Two things I made note of when reading “The Last Hippie” by Oliver Sacks were issues of memory and how people’s lives are constructed.

Noting memory, Deadhead Greg seems to have lost his ability to concretely remember anything past the late 1960s. However, what struck me (more than his unawareness of his condition) was that Greg actually remembered things and conveyed his ability to do so, albeit in abstract ways. Sacks, too, notes the existence of some form of internal recollection: “But While Greg was so often unable to recall events or encounters or facts to consciousness, he might nonetheless have an unconscious or implicit memory of them, a memory expressed in performance or behavior” (53). Whether it was Greg feeling like he had “lost” something even if he did not explicitly recall the death of his dad, or the recognition of newer pieces of Grateful Dead music (endnote 19 really makes this piece, finishing it on a brighter note), Greg still has some kind of ability to form connections and make memories. What interests me are the “unconscious or implicit”; what are these things that I internally know and act upon?

Noting constructs, I noted a passage on page 67, in regards to the consideration of teaching Greg through song: “Give Greg not only the ‘facts,’ but a sense of time and history, of the relatedness of events, an entire (if articifial) framework for thinking and feeling?” What popped out to me was the parenthetical “artificial” and subsequent word “framework.” I might argue that everyone has an “artificial framework” construct of life, one that just happens to be socially agreed upon by most people. So I think this question that Sacks poses, better worded and perhaps vaguer, is: How does one learn/become acclimated into the context they are living in, particularly in anomalous individuals? This is certainly one of the things that Sacks tries to explore, and can be seen in the other cases in An Anthropologist on Mars.

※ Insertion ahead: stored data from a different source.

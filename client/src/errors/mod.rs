//! Global client error types.
//!
//! This module defines custom error types that are used across the entire
//! client SDK and provides mechanisms for consistent error handling.

use crate::storage::StoreError;
use thiserror::Error;

/// Errors surfaced by the API client and its session collaborators.
#[derive(Debug, Error)]
pub enum ApiError {
    /// A 401 was received and the refresh attempt failed or no refresh
    /// token was available. The local session has already been torn down.
    #[error("Session expired. Please log in again.")]
    SessionExpired,

    /// Non-OK response after the (possible) refresh-and-retry cycle.
    /// The message is sourced from the response body when parsable.
    #[error("{message}")]
    RequestFailed { status: u16, message: String },

    /// Network or connection failure, propagated unmodified.
    #[error(transparent)]
    Transport(#[from] reqwest::Error),

    /// Failure while reading or writing the persistent session store.
    #[error("Session store error: {0}")]
    Store(#[from] StoreError),

    /// Input rejected client-side before any request was issued.
    #[error("Validation error: {message}")]
    Validation { message: String },
}

pub type ApiResult<T> = Result<T, ApiError>;

impl ApiError {
    // Helper constructors for common patterns

    pub fn validation(message: impl Into<String>) -> Self {
        Self::Validation {
            message: message.into(),
        }
    }

    pub fn request_failed(status: u16, message: impl Into<String>) -> Self {
        Self::RequestFailed {
            status,
            message: message.into(),
        }
    }

    /// Whether the error terminated the current session.
    pub fn is_session_expired(&self) -> bool {
        matches!(self, Self::SessionExpired)
    }
}
//! Authenticated HTTP client for the ArcusHR backend.
//!
//! Owns the base endpoint and the in-memory bearer token, attaches
//! authentication to every request, and transparently recovers from an
//! expired access token with a single refresh-and-retry cycle. Session
//! persistence lives behind the injected [`SessionStore`]; this client only
//! touches it during that refresh cycle.

use crate::errors::{ApiError, ApiResult};
use crate::models::{
    ApproveLeaveRequest, AttendanceAction, AuthResponse, CheckInOutRequest, LeaveDecision,
    LoginRequest, RefreshRequest, RegisterRequest, keys,
};
use crate::storage::{SessionStore, StoreError};
use chrono::NaiveDate;
use reqwest::header::{AUTHORIZATION, CONTENT_TYPE, HeaderMap, HeaderValue};
use reqwest::{Client, Method, StatusCode};
use serde::Serialize;
use serde::de::DeserializeOwned;
use serde_json::Value;
use std::sync::Arc;
use tokio::sync::RwLock;
use tracing::{debug, warn};

/// API client for the ArcusHR backend.
///
/// Construct one instance at startup and share it (`Arc`) across consumers;
/// the token is interior-mutable so screens can hold the same handle for
/// the lifetime of the session.
pub struct ApiClient {
    base_url: String,
    token: RwLock<Option<String>>,
    http: Client,
    store: Arc<dyn SessionStore>,
}

impl ApiClient {
    /// Creates a client against `base_url`. Trailing slashes are trimmed so
    /// endpoint concatenation yields a single separator.
    pub fn new(base_url: impl Into<String>, store: Arc<dyn SessionStore>) -> Self {
        let base_url = base_url.into().trim_end_matches('/').to_string();

        Self {
            base_url,
            token: RwLock::new(None),
            http: Client::new(),
            store,
        }
    }

    /// Creates a client from loaded configuration.
    pub fn from_config(config: &crate::config::Config, store: Arc<dyn SessionStore>) -> Self {
        Self::new(config.api_base_url.clone(), store)
    }

    /// Replaces the in-memory access token. No I/O, no validation.
    pub async fn set_token(&self, token: &str) {
        *self.token.write().await = Some(token.to_string());
    }

    /// Clears the in-memory token; subsequent requests go out unauthenticated.
    pub async fn clear_token(&self) {
        *self.token.write().await = None;
    }

    /// Issues a request against `endpoint` (relative to the base URL) and
    /// deserializes the JSON response body.
    ///
    /// Every request carries `Content-Type: application/json`; caller
    /// header overrides are merged on top, and `Authorization: Bearer
    /// <token>` is attached when a token is armed. A 401 on an
    /// authenticated request triggers exactly one token refresh followed by
    /// one retry of the original request; a second 401 is reported like any
    /// other failed response. When the refresh itself fails (or no refresh
    /// token is cached) the session is torn down locally and
    /// [`ApiError::SessionExpired`] is returned.
    pub async fn request<T: DeserializeOwned>(
        &self,
        method: Method,
        endpoint: &str,
        body: Option<Value>,
        headers: Option<HeaderMap>,
    ) -> ApiResult<T> {
        let url = format!("{}{}", self.base_url, endpoint);
        let token = self.token.read().await.clone();
        debug!(%method, endpoint, authenticated = token.is_some(), "issuing API request");

        let mut response = self
            .send(method.clone(), &url, body.as_ref(), headers.as_ref(), token.as_deref())
            .await?;

        if response.status() == StatusCode::UNAUTHORIZED && token.is_some() {
            let fresh_token = self.refresh_session().await?;
            debug!(endpoint, "retrying request with refreshed token");
            response = self
                .send(method, &url, body.as_ref(), headers.as_ref(), Some(&fresh_token))
                .await?;
        }

        let status = response.status();
        if !status.is_success() {
            let message = match response.json::<Value>().await {
                Ok(body) => body
                    .get("error")
                    .and_then(Value::as_str)
                    .map(str::to_owned)
                    .unwrap_or_else(|| "Request failed".to_string()),
                Err(_) => "Network error".to_string(),
            };
            return Err(ApiError::request_failed(status.as_u16(), message));
        }

        Ok(response.json::<T>().await?)
    }

    /// Builds headers and dispatches a single HTTP call.
    async fn send(
        &self,
        method: Method,
        url: &str,
        body: Option<&Value>,
        overrides: Option<&HeaderMap>,
        token: Option<&str>,
    ) -> ApiResult<reqwest::Response> {
        let mut headers = HeaderMap::new();
        headers.insert(CONTENT_TYPE, HeaderValue::from_static("application/json"));

        if let Some(overrides) = overrides {
            for (name, value) in overrides.iter() {
                headers.insert(name.clone(), value.clone());
            }
        }

        if let Some(token) = token {
            let value = HeaderValue::from_str(&format!("Bearer {token}"))
                .map_err(|_| ApiError::validation("Bearer token contains invalid characters"))?;
            headers.insert(AUTHORIZATION, value);
        }

        let mut builder = self.http.request(method, url).headers(headers);
        if let Some(body) = body {
            builder = builder.json(body);
        }

        Ok(builder.send().await?)
    }

    /// Exchanges the cached refresh token for a fresh session.
    ///
    /// Runs at most once per original request. Any failure along the way
    /// (no cached refresh token, non-OK refresh response, transport or
    /// store errors) tears down the local session and maps to
    /// [`ApiError::SessionExpired`].
    async fn refresh_session(&self) -> ApiResult<String> {
        let refresh_token = match self.store.get(keys::REFRESH_TOKEN).await {
            Ok(Some(token)) => token,
            Ok(None) => {
                warn!("access token rejected and no refresh token cached");
                self.teardown_session().await;
                return Err(ApiError::SessionExpired);
            }
            Err(e) => {
                warn!(error = %e, "failed to read refresh token from store");
                self.teardown_session().await;
                return Err(ApiError::SessionExpired);
            }
        };

        match self.exchange_refresh_token(&refresh_token).await {
            Ok(auth) => Ok(auth.access_token),
            Err(e) => {
                warn!(error = %e, "token refresh failed");
                self.teardown_session().await;
                Err(ApiError::SessionExpired)
            }
        }
    }

    /// Calls the refresh endpoint and persists the rotated session, both in
    /// memory and in the external store.
    async fn exchange_refresh_token(&self, refresh_token: &str) -> ApiResult<AuthResponse> {
        let url = format!("{}/auth/refresh", self.base_url);
        let body = to_body(&RefreshRequest {
            refresh_token: refresh_token.to_string(),
        })?;

        let response = self.send(Method::POST, &url, Some(&body), None, None).await?;
        if !response.status().is_success() {
            return Err(ApiError::request_failed(
                response.status().as_u16(),
                "Token refresh rejected",
            ));
        }

        let auth = response.json::<AuthResponse>().await?;

        self.set_token(&auth.access_token).await;
        self.store.set(keys::ACCESS_TOKEN, &auth.access_token).await?;
        self.store.set(keys::REFRESH_TOKEN, &auth.refresh_token).await?;
        let user = serde_json::to_string(&auth.user).map_err(StoreError::from)?;
        self.store.set(keys::USER, &user).await?;

        Ok(auth)
    }

    /// Clears the in-memory token and removes the cached session keys.
    /// Store failures during teardown are logged and otherwise ignored; the
    /// session is unusable either way.
    async fn teardown_session(&self) {
        self.clear_token().await;
        if let Err(e) = self.store.remove(&keys::ALL).await {
            warn!(error = %e, "failed to clear cached session keys");
        }
    }

    // Auth endpoints

    /// Authenticates and arms the client with the returned access token, so
    /// an immediately subsequent request is already authenticated.
    pub async fn login(&self, email: &str, password: &str) -> ApiResult<AuthResponse> {
        let request = LoginRequest {
            email: email.to_string(),
            password: password.to_string(),
        };
        validate(&request)?;

        let response: AuthResponse = self
            .request(Method::POST, "/auth/login", Some(to_body(&request)?), None)
            .await?;

        self.set_token(&response.access_token).await;
        Ok(response)
    }

    /// Registers a company and its first user, then arms the client with
    /// the returned access token.
    pub async fn register(
        &self,
        email: &str,
        password: &str,
        company_name: &str,
        industry: Option<&str>,
    ) -> ApiResult<AuthResponse> {
        let request = RegisterRequest {
            email: email.to_string(),
            password: password.to_string(),
            company_name: company_name.to_string(),
            industry: industry.map(str::to_string),
        };
        validate(&request)?;

        let response: AuthResponse = self
            .request(Method::POST, "/auth/register", Some(to_body(&request)?), None)
            .await?;

        self.set_token(&response.access_token).await;
        Ok(response)
    }

    // Employee endpoints

    /// Fetches the authenticated employee's profile.
    pub async fn get_my_profile(&self) -> ApiResult<Value> {
        self.request(Method::GET, "/employees/me", None, None).await
    }

    /// Updates the authenticated employee's profile.
    pub async fn update_my_profile<T: Serialize>(&self, profile: &T) -> ApiResult<Value> {
        self.request(Method::PUT, "/employees/me", Some(to_body(profile)?), None)
            .await
    }

    /// Fetches the authenticated employee's attendance, optionally filtered
    /// to a single day.
    pub async fn get_my_attendance(&self, date: Option<NaiveDate>) -> ApiResult<Value> {
        let endpoint = with_date_filter("/employees/attendance", date);
        self.request(Method::GET, &endpoint, None, None).await
    }

    /// Records a check-in or check-out for the authenticated employee.
    pub async fn check_in_out(&self, action: AttendanceAction) -> ApiResult<Value> {
        let body = to_body(&CheckInOutRequest { action })?;
        self.request(Method::POST, "/employees/attendance", Some(body), None)
            .await
    }

    /// Lists the authenticated employee's leave requests.
    pub async fn get_my_leaves(&self) -> ApiResult<Value> {
        self.request(Method::GET, "/employees/leaves", None, None).await
    }

    /// Submits a new leave request for the authenticated employee.
    pub async fn create_my_leave<T: Serialize>(&self, leave: &T) -> ApiResult<Value> {
        self.request(Method::POST, "/employees/leaves", Some(to_body(leave)?), None)
            .await
    }

    /// Fetches the authenticated employee's attendance/leave statistics.
    pub async fn get_my_stats(&self) -> ApiResult<Value> {
        self.request(Method::GET, "/employees/stats", None, None).await
    }

    // Admin endpoints

    /// Fetches company-wide dashboard statistics. Admin-only by convention;
    /// authorization is enforced server-side.
    pub async fn get_dashboard_stats(&self) -> ApiResult<Value> {
        self.request(Method::GET, "/dashboard/stats", None, None).await
    }

    /// Lists all employees of the company.
    pub async fn get_employees(&self) -> ApiResult<Value> {
        self.request(Method::GET, "/employees", None, None).await
    }

    /// Lists company-wide attendance, optionally filtered to a single day.
    pub async fn get_attendance(&self, date: Option<NaiveDate>) -> ApiResult<Value> {
        let endpoint = with_date_filter("/attendance", date);
        self.request(Method::GET, &endpoint, None, None).await
    }

    /// Lists company-wide leave requests.
    pub async fn get_leaves(&self) -> ApiResult<Value> {
        self.request(Method::GET, "/leaves", None, None).await
    }

    /// Approves or rejects a pending leave request.
    pub async fn approve_leave(
        &self,
        leave_id: i64,
        decision: LeaveDecision,
        comments: Option<&str>,
    ) -> ApiResult<Value> {
        let body = to_body(&ApproveLeaveRequest {
            action: decision,
            comments: comments.map(str::to_string),
        })?;
        let endpoint = format!("/leaves/{leave_id}/approve");
        self.request(Method::POST, &endpoint, Some(body), None).await
    }
}

/// Appends a `?date=YYYY-MM-DD` filter to an attendance path.
fn with_date_filter(path: &str, date: Option<NaiveDate>) -> String {
    match date {
        Some(date) => format!("{}?date={}", path, date.format("%Y-%m-%d")),
        None => path.to_string(),
    }
}

fn to_body<T: Serialize>(payload: &T) -> ApiResult<Value> {
    serde_json::to_value(payload)
        .map_err(|e| ApiError::validation(format!("Unserializable request body: {e}")))
}

fn validate(payload: &impl validator::Validate) -> ApiResult<()> {
    if let Err(validation_errors) = payload.validate() {
        let error_messages: Vec<String> = validation_errors
            .field_errors()
            .into_iter()
            .flat_map(|(field, errors)| {
                errors.iter().map(move |error| {
                    format!(
                        "{}: {}",
                        field,
                        error.message.as_ref().unwrap_or(&"Invalid value".into())
                    )
                })
            })
            .collect();

        return Err(ApiError::validation(error_messages.join(", ")));
    }
    Ok(())
}
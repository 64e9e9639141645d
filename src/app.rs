//! Pocket Ledger App
//!
//! Main application component: totals, action buttons, the transaction list
//! and the entry modal.

use leptos::ev;
use leptos::prelude::*;
use reactive_stores::Store;

use crate::components::{ActionBar, ErrorToast, SummaryBar, TransactionList, TransactionModal};
use crate::config::AppConfig;
use crate::context::AppContext;
use crate::store::AppState;

#[component]
pub fn App(config: AppConfig) -> impl IntoView {
    // State
    let state = Store::new(AppState::default());
    let ctx = AppContext::new(config, state);
    provide_context(ctx);

    // Back/forward rewrites the query without going through the router
    let popstate = window_event_listener(ev::popstate, move |_| ctx.resync());
    on_cleanup(move || popstate.remove());

    view! {
        <main class="app-layout">
            <h1>"Pocket Ledger"</h1>

            <SummaryBar />

            <ActionBar />

            <TransactionList />

            <TransactionModal />

            <ErrorToast />
        </main>
    }
}
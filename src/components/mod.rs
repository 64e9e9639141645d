//! UI Components
//!
//! Leptos components for the tracker page.

mod action_bar;
mod error_toast;
mod summary_bar;
mod transaction_list;
mod transaction_modal;

pub use action_bar::ActionBar;
pub use error_toast::ErrorToast;
pub use summary_bar::SummaryBar;
pub use transaction_list::TransactionList;
pub use transaction_modal::TransactionModal;
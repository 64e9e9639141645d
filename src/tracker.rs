//! Tracker
//!
//! Owns the transaction store and the modal router and ties them into the
//! submit flow: read the open modal, append, close the modal.

use crate::error::AppendError;
use crate::ledger::{KeyValueStore, TransactionStore};
use crate::modal::{Address, Modal, ModalRouter};
use crate::models::{Kind, Transaction, TransactionDraft};

pub struct Tracker<S, A> {
    store: TransactionStore<S>,
    router: ModalRouter<A>,
}

impl<S: KeyValueStore, A: Address> Tracker<S, A> {
    pub fn new(store: TransactionStore<S>, router: ModalRouter<A>) -> Self {
        Self { store, router }
    }

    pub fn transactions(&self) -> &[Transaction] {
        self.store.transactions()
    }

    pub fn modal(&self) -> Modal {
        self.router.current()
    }

    /// Open the form for `kind` and return the modal now showing
    pub fn open(&self, kind: Kind) -> Modal {
        self.router.open(kind);
        self.router.current()
    }

    pub fn close(&self) -> Modal {
        self.router.close();
        self.router.current()
    }

    /// Record the draft under the open modal. The modal closes only on
    /// success.
    pub fn submit(&mut self, draft: &TransactionDraft) -> Result<Transaction, AppendError> {
        let transaction = self.store.append(draft, self.router.current())?;
        self.router.close();
        Ok(transaction)
    }
}

#[cfg(test)]
mod tests {
    use super::*;
    use crate::error::Field;
    use crate::render::{ListView, Tone};
    use crate::testing::{ManualScheduler, MemoryAddress, MemoryStorage};
    use crate::toast::Toast;
    use chrono::FixedOffset;
    use std::cell::Cell;
    use std::rc::Rc;

    fn make_tracker(storage: &MemoryStorage, address: &MemoryAddress) -> Tracker<MemoryStorage, MemoryAddress> {
        Tracker::new(
            TransactionStore::load(storage.clone(), "transactions"),
            ModalRouter::new(address.clone(), "modal"),
        )
    }

    fn render(tracker: &Tracker<MemoryStorage, MemoryAddress>) -> ListView {
        ListView::project(tracker.transactions(), &FixedOffset::east_opt(0).unwrap(), 2)
    }

    #[test]
    fn test_fresh_start_is_closed() {
        let tracker = make_tracker(&MemoryStorage::new(), &MemoryAddress::new(""));
        assert!(tracker.transactions().is_empty());
        assert_eq!(tracker.modal(), Modal::Closed);
    }

    #[test]
    fn test_income_submission_closes_modal_and_renders() {
        let address = MemoryAddress::new("");
        let mut tracker = make_tracker(&MemoryStorage::new(), &address);

        assert_eq!(tracker.open(Kind::Income), Modal::Income);
        let added = tracker.submit(&TransactionDraft::new("Salary", "5000000")).unwrap();

        assert_eq!(added.kind, Kind::Income);
        assert_eq!(tracker.transactions().len(), 1);
        assert_eq!(tracker.modal(), Modal::Closed);

        let view = render(&tracker);
        assert_eq!(view.rows.len(), 1);
        assert_eq!(view.rows[0].tone, Tone::Positive);
        assert!(!view.expanded);
    }

    #[test]
    fn test_invalid_expense_shows_toast_and_keeps_modal() {
        let storage = MemoryStorage::new();
        let address = MemoryAddress::new("");
        let mut tracker = make_tracker(&storage, &address);
        let scheduler = ManualScheduler::new();
        let visible = Rc::new(Cell::new(false));
        let flag = visible.clone();
        let mut toast = Toast::new(scheduler.clone(), 3000, move |v| flag.set(v));

        tracker.open(Kind::Expense);
        let err = tracker.submit(&TransactionDraft::new("", "10000")).unwrap_err();
        match err {
            AppendError::Invalid(ref invalid) => assert_eq!(invalid.fields, vec![Field::Name]),
            other => panic!("unexpected error: {}", other),
        }
        toast.show();

        assert!(tracker.transactions().is_empty());
        assert_eq!(storage.writes(), 0);
        assert_eq!(tracker.modal(), Modal::Expense);
        assert!(visible.get());

        // A second failure restarts the countdown
        scheduler.advance(2500);
        assert!(tracker.submit(&TransactionDraft::new("", "10000")).is_err());
        toast.show();
        scheduler.advance(2500);
        assert!(visible.get());
        scheduler.advance(500);
        assert!(!visible.get());
    }

    #[test]
    fn test_three_transactions_expand_list() {
        let address = MemoryAddress::new("");
        let mut tracker = make_tracker(&MemoryStorage::new(), &address);

        for (name, kind) in [("Salary", Kind::Income), ("Rent", Kind::Expense)] {
            tracker.open(kind);
            tracker.submit(&TransactionDraft::new(name, "100")).unwrap();
        }
        assert!(!render(&tracker).expanded);

        tracker.open(Kind::Expense);
        tracker
            .submit(&TransactionDraft::new("Groceries", "30").with_category("food"))
            .unwrap();
        assert!(render(&tracker).expanded);
    }

    #[test]
    fn test_back_button_reopens_modal() {
        let address = MemoryAddress::new("");
        let tracker = make_tracker(&MemoryStorage::new(), &address);

        tracker.open(Kind::Expense);
        tracker.close();
        address.back();
        assert_eq!(tracker.modal(), Modal::Expense);
    }

    #[test]
    fn test_data_survives_reload() {
        let storage = MemoryStorage::new();
        let address = MemoryAddress::new("");
        let mut tracker = make_tracker(&storage, &address);
        tracker.open(Kind::Income);
        tracker.submit(&TransactionDraft::new("Salary", "5000000")).unwrap();

        let reloaded = make_tracker(&storage, &MemoryAddress::new(""));
        assert_eq!(reloaded.transactions(), tracker.transactions());
    }
}
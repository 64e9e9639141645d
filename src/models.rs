//! Ledger Models
//!
//! Data structures persisted in browser storage.

use serde::{Deserialize, Serialize};

use crate::error::{Field, ValidationError};
use crate::modal::Modal;

/// Which side of the ledger a transaction falls on
#[derive(Debug, Clone, Copy, PartialEq, Eq, Serialize, Deserialize)]
#[serde(rename_all = "lowercase")]
pub enum Kind {
    Income,
    Expense,
}

impl Kind {
    pub fn as_str(&self) -> &'static str {
        match self {
            Kind::Income => "income",
            Kind::Expense => "expense",
        }
    }

    pub fn parse(value: &str) -> Option<Self> {
        match value {
            "income" => Some(Kind::Income),
            "expense" => Some(Kind::Expense),
            _ => None,
        }
    }
}

/// Categories offered by the expense form
pub const EXPENSE_CATEGORIES: &[(&str, &str)] = &[
    ("food", "Food"),
    ("transport", "Transport"),
    ("housing", "Housing"),
    ("health", "Health"),
    ("entertainment", "Entertainment"),
    ("other", "Other"),
];

/// A recorded income or expense.
///
/// Field names on the wire match what earlier versions of the app wrote to
/// `localStorage`, so existing data keeps loading.
#[derive(Debug, Clone, PartialEq, Serialize, Deserialize)]
pub struct Transaction {
    #[serde(rename = "transactionName")]
    pub name: String,
    #[serde(rename = "transactionAmount")]
    pub amount: f64,
    #[serde(rename = "transactionType", default, skip_serializing_if = "Option::is_none")]
    pub category: Option<String>,
    #[serde(rename = "type")]
    pub kind: Kind,
    /// Creation time in epoch milliseconds
    #[serde(rename = "date")]
    pub created_at: i64,
}

/// Raw form input, before validation
#[derive(Debug, Clone, Default, PartialEq)]
pub struct TransactionDraft {
    pub name: String,
    pub amount: String,
    pub category: Option<String>,
}

impl TransactionDraft {
    pub fn new(name: impl Into<String>, amount: impl Into<String>) -> Self {
        Self {
            name: name.into(),
            amount: amount.into(),
            category: None,
        }
    }

    pub fn with_category(mut self, category: impl Into<String>) -> Self {
        self.category = Some(category.into());
        self
    }

    /// Validate every field and build the transaction.
    ///
    /// All failing fields are reported together. A blank category is treated
    /// as absent.
    pub fn validate(&self, modal: Modal, created_at: i64) -> Result<Transaction, ValidationError> {
        let mut failed = Vec::new();

        let name = self.name.trim();
        if name.is_empty() {
            failed.push(Field::Name);
        }

        let amount = parse_amount(&self.amount);
        if amount.is_none() {
            failed.push(Field::Amount);
        }

        let kind = modal.kind();
        if kind.is_none() {
            failed.push(Field::Kind);
        }

        match (amount, kind) {
            (Some(amount), Some(kind)) if failed.is_empty() => Ok(Transaction {
                name: name.to_string(),
                amount,
                category: self
                    .category
                    .as_deref()
                    .map(str::trim)
                    .filter(|c| !c.is_empty())
                    .map(str::to_string),
                kind,
                created_at,
            }),
            _ => Err(ValidationError { fields: failed }),
        }
    }
}

/// Parse a positive, finite amount
fn parse_amount(raw: &str) -> Option<f64> {
    raw.trim()
        .parse::<f64>()
        .ok()
        .filter(|amount| amount.is_finite() && *amount > 0.0)
}

#[cfg(test)]
mod tests {
    use super::*;

    #[test]
    fn test_kind_round_trip() {
        assert_eq!(Kind::parse(Kind::Income.as_str()), Some(Kind::Income));
        assert_eq!(Kind::parse("expense"), Some(Kind::Expense));
        assert_eq!(Kind::parse("Income"), None);
    }

    #[test]
    fn test_validate_trims_name_and_blank_category() {
        let draft = TransactionDraft::new("  Salary ", "5000000").with_category("   ");
        let transaction = draft.validate(Modal::Income, 42).unwrap();
        assert_eq!(transaction.name, "Salary");
        assert_eq!(transaction.amount, 5_000_000.0);
        assert_eq!(transaction.category, None);
        assert_eq!(transaction.kind, Kind::Income);
        assert_eq!(transaction.created_at, 42);
    }

    #[test]
    fn test_validate_rejects_bad_amounts() {
        for amount in ["0", "-5", "abc", "", "NaN", "inf", "  "] {
            let err = TransactionDraft::new("Lunch", amount)
                .validate(Modal::Expense, 0)
                .unwrap_err();
            assert_eq!(err.fields, vec![Field::Amount], "amount {:?}", amount);
        }
    }

    #[test]
    fn test_validate_collects_every_field() {
        let err = TransactionDraft::new(" ", "0").validate(Modal::Closed, 0).unwrap_err();
        assert_eq!(err.fields, vec![Field::Name, Field::Amount, Field::Kind]);
    }

    #[test]
    fn test_wire_format_matches_stored_data() {
        let stored = r#"{"transactionName":"Bus","transactionType":"transport","transactionAmount":2500,"type":"expense","date":1700000000000}"#;
        let transaction: Transaction = serde_json::from_str(stored).unwrap();
        assert_eq!(transaction.name, "Bus");
        assert_eq!(transaction.category.as_deref(), Some("transport"));
        assert_eq!(transaction.kind, Kind::Expense);
        assert_eq!(transaction.created_at, 1_700_000_000_000);

        let income = Transaction {
            name: "Salary".to_string(),
            amount: 100.0,
            category: None,
            kind: Kind::Income,
            created_at: 1,
        };
        let json = serde_json::to_string(&income).unwrap();
        assert!(!json.contains("transactionType"));
        assert!(json.contains(r#""type":"income""#));
    }
}
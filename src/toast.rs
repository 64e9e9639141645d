//! Error Toast Timer
//!
//! A single-slot auto-hide timer: showing the toast again cancels the
//! pending hide and starts a fresh one.

use std::rc::Rc;

/// A scheduled callback that can be called off
pub trait Cancel {
    fn cancel(self);
}

/// Runs a callback once after a delay
pub trait Scheduler {
    type Handle: Cancel;

    fn after(&self, delay_ms: u32, callback: Box<dyn FnOnce()>) -> Self::Handle;
}

/// Holds at most one pending timer handle
pub struct CancelableTimer<H> {
    pending: Option<H>,
}

impl<H: Cancel> CancelableTimer<H> {
    pub fn new() -> Self {
        Self { pending: None }
    }

    /// Cancel the pending handle, if any, then store the one `start` returns
    pub fn restart(&mut self, start: impl FnOnce() -> H) {
        self.cancel();
        self.pending = Some(start());
    }

    pub fn cancel(&mut self) {
        if let Some(handle) = self.pending.take() {
            handle.cancel();
        }
    }
}

impl<H: Cancel> Default for CancelableTimer<H> {
    fn default() -> Self {
        Self::new()
    }
}

pub struct Toast<S: Scheduler> {
    scheduler: S,
    set_visible: Rc<dyn Fn(bool)>,
    hide_after_ms: u32,
    timer: CancelableTimer<S::Handle>,
}

impl<S: Scheduler> Toast<S> {
    pub fn new(scheduler: S, hide_after_ms: u32, set_visible: impl Fn(bool) + 'static) -> Self {
        Self {
            scheduler,
            set_visible: Rc::new(set_visible),
            hide_after_ms,
            timer: CancelableTimer::new(),
        }
    }

    /// Show the toast and (re)start the hide countdown
    pub fn show(&mut self) {
        (self.set_visible)(true);
        let hide = self.set_visible.clone();
        let scheduler = &self.scheduler;
        let delay = self.hide_after_ms;
        self.timer
            .restart(|| scheduler.after(delay, Box::new(move || hide(false))));
    }

    /// Hide immediately and drop the countdown
    pub fn dismiss(&mut self) {
        self.timer.cancel();
        (self.set_visible)(false);
    }
}
//! Action Bar Component
//!
//! Buttons that open the income or expense form.

use leptos::prelude::*;

use crate::context::use_app_context;
use crate::models::Kind;

#[component]
pub fn ActionBar() -> impl IntoView {
    let ctx = use_app_context();

    view! {
        <div class="action-bar">
            <button id="incomeBtn" class="action-btn income" on:click=move |_| ctx.open(Kind::Income)>
                "+ Income"
            </button>
            <button id="expenseBtn" class="action-btn expense" on:click=move |_| ctx.open(Kind::Expense)>
                "- Expense"
            </button>
        </div>
    }
}
//! Transaction List Component
//!
//! Rebuilds every row from the tracker whenever it changes.

use leptos::prelude::*;

use crate::context::use_app_context;

#[component]
pub fn TransactionList() -> impl IntoView {
    let ctx = use_app_context();

    let rows = move || {
        let list = ctx.list_view();
        if list.rows.is_empty() {
            return view! { <p class="empty-state">"No transactions yet"</p> }.into_any();
        }

        let class = list.container_class();
        view! {
            <ul class=class>
                {list.rows.into_iter().map(|row| view! {
                    <li class="transaction">
                        <div class="transaction-main">
                            <span class="transaction-name">{row.name}</span>
                            <span class="transaction-category">{row.category}</span>
                        </div>
                        <span class="transaction-date">{row.date}</span>
                        <span class=row.tone.css_class()>{row.amount}</span>
                    </li>
                }).collect_view()}
            </ul>
        }
        .into_any()
    };

    view! {
        <section class="transactions">
            <h2>"Transactions"</h2>
            {rows}
        </section>
    }
}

One thought on “Response to “The Last Hippie” by Sacks

  1. Jason Tougaw (he/him/his) Post author

    Micheal, I agree with you on Sacks’ purpose of his writing. On one hand, he is pushing us, his audience, to think “outside the box” when we talk about neurodivergent and their ability to understand the word. I want to push on the use of the word “artificial”. I read the word as Sacks referring to Greg’s learning and understanding through music. Music is not natural; it’s not created in nature, it’s man-made. Which got me thinking about what is a natural framework since we all learn in different ways. Sacks jabs at us these little notions of thoughts hidden in the text and you furthered his jab by bringing up society and arguing that everyone has an artificial framework guided by social standards.